• SUPPLIED DATA:
┌──

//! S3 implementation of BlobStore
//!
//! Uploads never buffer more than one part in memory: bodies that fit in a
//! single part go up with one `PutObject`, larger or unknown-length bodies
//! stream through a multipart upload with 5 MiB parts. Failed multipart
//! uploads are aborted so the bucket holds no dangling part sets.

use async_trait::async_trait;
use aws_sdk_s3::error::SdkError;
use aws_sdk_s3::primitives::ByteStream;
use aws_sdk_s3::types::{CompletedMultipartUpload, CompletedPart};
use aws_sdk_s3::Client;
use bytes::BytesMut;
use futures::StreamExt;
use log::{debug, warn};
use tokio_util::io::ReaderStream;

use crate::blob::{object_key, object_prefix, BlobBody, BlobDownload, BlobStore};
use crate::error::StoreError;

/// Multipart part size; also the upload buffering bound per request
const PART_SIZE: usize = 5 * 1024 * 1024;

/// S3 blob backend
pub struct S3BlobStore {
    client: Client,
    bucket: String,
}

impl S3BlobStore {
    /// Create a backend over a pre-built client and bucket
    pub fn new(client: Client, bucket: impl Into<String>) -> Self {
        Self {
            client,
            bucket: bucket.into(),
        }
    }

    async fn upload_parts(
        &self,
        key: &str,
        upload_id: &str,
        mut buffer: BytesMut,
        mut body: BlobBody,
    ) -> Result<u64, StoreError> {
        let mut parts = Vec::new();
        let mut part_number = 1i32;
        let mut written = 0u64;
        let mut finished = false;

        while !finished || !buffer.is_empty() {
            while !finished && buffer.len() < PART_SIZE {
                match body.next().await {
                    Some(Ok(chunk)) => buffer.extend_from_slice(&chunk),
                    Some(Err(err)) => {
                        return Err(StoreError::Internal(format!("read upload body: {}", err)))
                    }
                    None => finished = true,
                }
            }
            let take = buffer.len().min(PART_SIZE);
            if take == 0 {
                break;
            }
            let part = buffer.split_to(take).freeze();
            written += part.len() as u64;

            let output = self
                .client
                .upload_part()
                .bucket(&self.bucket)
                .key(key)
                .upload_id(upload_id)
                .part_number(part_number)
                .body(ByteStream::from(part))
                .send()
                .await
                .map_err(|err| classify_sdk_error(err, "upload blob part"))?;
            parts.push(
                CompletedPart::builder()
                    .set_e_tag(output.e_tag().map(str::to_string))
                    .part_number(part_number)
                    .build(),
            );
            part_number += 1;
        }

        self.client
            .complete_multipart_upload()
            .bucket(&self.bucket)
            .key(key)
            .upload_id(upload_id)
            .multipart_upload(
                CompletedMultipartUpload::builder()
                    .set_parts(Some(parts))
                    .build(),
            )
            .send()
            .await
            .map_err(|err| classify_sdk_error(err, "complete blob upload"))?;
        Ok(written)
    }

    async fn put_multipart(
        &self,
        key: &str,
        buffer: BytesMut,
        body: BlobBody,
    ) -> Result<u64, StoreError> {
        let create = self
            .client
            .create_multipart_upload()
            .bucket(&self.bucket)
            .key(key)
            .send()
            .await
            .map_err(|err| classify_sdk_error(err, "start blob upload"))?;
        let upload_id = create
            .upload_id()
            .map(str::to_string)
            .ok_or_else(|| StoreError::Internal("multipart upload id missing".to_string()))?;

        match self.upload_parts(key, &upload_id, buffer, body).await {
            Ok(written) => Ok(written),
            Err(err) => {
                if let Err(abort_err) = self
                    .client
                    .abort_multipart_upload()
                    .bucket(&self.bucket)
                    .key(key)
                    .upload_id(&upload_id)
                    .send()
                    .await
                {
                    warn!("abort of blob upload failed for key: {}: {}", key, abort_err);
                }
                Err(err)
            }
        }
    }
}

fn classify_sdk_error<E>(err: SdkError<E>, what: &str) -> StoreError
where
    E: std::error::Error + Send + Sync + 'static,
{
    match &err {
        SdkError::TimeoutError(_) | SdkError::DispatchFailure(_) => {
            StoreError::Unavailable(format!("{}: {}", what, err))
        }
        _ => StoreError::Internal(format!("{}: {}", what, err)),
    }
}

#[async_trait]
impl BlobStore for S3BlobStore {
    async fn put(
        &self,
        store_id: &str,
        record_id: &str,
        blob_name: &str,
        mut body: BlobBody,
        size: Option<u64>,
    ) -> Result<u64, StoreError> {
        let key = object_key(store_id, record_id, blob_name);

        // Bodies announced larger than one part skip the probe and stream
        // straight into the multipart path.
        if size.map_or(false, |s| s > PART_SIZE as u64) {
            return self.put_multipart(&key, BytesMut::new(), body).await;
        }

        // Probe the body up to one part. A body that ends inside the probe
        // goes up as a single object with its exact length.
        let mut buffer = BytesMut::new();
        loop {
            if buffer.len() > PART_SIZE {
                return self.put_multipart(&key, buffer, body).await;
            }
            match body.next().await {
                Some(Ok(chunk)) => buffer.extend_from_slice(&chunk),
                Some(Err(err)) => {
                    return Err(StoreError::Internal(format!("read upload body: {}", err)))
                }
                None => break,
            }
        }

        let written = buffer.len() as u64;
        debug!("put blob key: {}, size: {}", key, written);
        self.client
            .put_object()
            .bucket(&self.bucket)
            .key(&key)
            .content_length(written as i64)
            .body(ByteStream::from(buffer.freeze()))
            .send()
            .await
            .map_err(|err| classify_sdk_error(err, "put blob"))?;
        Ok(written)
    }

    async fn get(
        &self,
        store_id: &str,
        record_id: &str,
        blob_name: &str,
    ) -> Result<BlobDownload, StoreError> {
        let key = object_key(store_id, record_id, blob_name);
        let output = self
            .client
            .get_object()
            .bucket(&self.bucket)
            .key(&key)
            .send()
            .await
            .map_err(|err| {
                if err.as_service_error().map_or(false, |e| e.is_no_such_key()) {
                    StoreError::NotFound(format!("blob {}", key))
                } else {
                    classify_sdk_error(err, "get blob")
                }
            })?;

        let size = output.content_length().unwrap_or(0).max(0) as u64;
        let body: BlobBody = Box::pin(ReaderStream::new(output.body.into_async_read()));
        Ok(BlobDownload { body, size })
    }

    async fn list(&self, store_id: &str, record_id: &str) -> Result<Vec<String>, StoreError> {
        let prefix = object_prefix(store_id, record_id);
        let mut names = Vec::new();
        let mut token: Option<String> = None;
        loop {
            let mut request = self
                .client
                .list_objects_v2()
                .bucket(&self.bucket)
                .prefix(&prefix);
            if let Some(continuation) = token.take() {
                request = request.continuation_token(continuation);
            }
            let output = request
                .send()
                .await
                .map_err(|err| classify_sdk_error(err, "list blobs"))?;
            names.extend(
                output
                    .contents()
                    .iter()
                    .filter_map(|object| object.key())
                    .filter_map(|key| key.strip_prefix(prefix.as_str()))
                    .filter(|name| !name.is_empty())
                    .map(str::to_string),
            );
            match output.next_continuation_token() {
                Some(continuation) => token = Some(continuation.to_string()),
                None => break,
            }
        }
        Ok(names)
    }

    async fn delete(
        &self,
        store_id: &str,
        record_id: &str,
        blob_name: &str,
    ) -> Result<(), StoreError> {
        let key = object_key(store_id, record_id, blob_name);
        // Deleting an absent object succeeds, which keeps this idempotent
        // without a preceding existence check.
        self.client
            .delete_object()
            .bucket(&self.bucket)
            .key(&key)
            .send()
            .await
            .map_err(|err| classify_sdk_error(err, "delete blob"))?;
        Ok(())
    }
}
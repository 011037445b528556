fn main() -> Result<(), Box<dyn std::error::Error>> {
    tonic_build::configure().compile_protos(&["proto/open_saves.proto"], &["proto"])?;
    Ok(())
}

└──

Return, in full, every line of these entries that holds "format".

                        return Err(StoreError::Internal(format!("read upload body: {}", err)))
            StoreError::Unavailable(format!("{}: {}", what, err))
        _ => StoreError::Internal(format!("{}: {}", what, err)),
                    return Err(StoreError::Internal(format!("read upload body: {}", err)))
                    StoreError::NotFound(format!("blob {}", key))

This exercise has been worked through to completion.